Le projet de l’UdeM fait toutefois l’objet de discussions avec le gouvernement du Québec depuis « plus de 18 mois », affirme Daniel Jutras. Il ne s’agit donc pas d’une « réponse aux propositions qui ont été faites par l’UQAM pour développer sa propre faculté des sciences de la santé », assure-t-il.
La présidente du Syndicat des professeurs et professeures de l’UQAM, Geneviève Hervieux, déplore pour sa part en entrevue que le gouvernement envisage d’accorder de nouveaux fonds à un projet de l’UdeM après avoir investi massivement dans celui du campus MIL. Il serait temps, selon elle, que des fonds soient plutôt destinés à « redonner à l’UQAM les moyens de fonctionner aussi bien qu’elle a su le faire pour se développer au cours des 50 dernières années ».

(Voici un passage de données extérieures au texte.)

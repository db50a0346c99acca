//! Test fixtures and constants.

use cellar::core::domain::{Bundle, Package, KV};

/// Standard application secrets.
pub const STANDARD_SECRETS: &[(&str, &str)] = &[
    ("DATABASE_URL", "postgres://localhost/mydb"),
    ("API_KEY", "c2stdGVzdC0xMjM0NQ=="),
    ("JWT_SECRET", "super-secret-jwt-token"),
];

/// CSO-compliant package names.
pub const APP_WEB: &str = "app/production/customer1/billing/v1/web";
pub const INFRA_DB: &str = "infra/aws/security/eu-central-1/rds";

/// Build a package holding string secrets.
pub fn package(name: &str, secrets: &[(&str, &str)]) -> Package {
    let mut package = Package::new(name);
    for (key, value) in secrets {
        package
            .chain_mut()
            .data
            .push(KV::new(*key, *value).expect("pack fixture value"));
    }
    package
}

/// Build a bundle from `(name, secrets)` pairs.
pub fn bundle(packages: &[(&str, &[(&str, &str)])]) -> Bundle {
    let mut bundle = Bundle::new();
    for (name, secrets) in packages {
        bundle.packages.push(package(name, secrets));
    }
    bundle
}

/// Two CSO packages: an application with the standard secrets and a
/// database holding credentials.
pub fn standard_bundle() -> Bundle {
    bundle(&[
        (APP_WEB, STANDARD_SECRETS),
        (INFRA_DB, &[("DB_USER", "admin"), ("DB_PASSWORD", "hunter2")][..]),
    ])
}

« Si on allait à la Place Dupuis, je me poserais des questions sur l’utilisation des fonds publics », lance quant à lui Stéphane Pallage. Il ajoute espérer que si le projet de l’UdeM se concrétise sur ce site, l’UQAM en sera « partie prenante » dans le cadre d’une collaboration entre les deux établissements.
« Je suis très ouvert à la collaboration, mais ne nous imposez pas quelque chose, travaillez avec nous », souligne M. Pallage. « Il faut qu’on travaille à un projet qui nous permettrait d’unir nos forces dans un domaine particulier. Nos chercheurs seraient très intéressés à travailler avec ceux de l’UdeM, et peut-être qu’on pourrait concevoir des programmes d’enseignement ensemble », poursuit-il.
Une demande à laquelle se montre favorable le recteur de l’UdeM. « L’hypothèse [selon laquelle] les universités sont toujours en compétition les unes avec les autres, je pense, n’est plus démontrable dans les faits », conclut Daniel Jutras.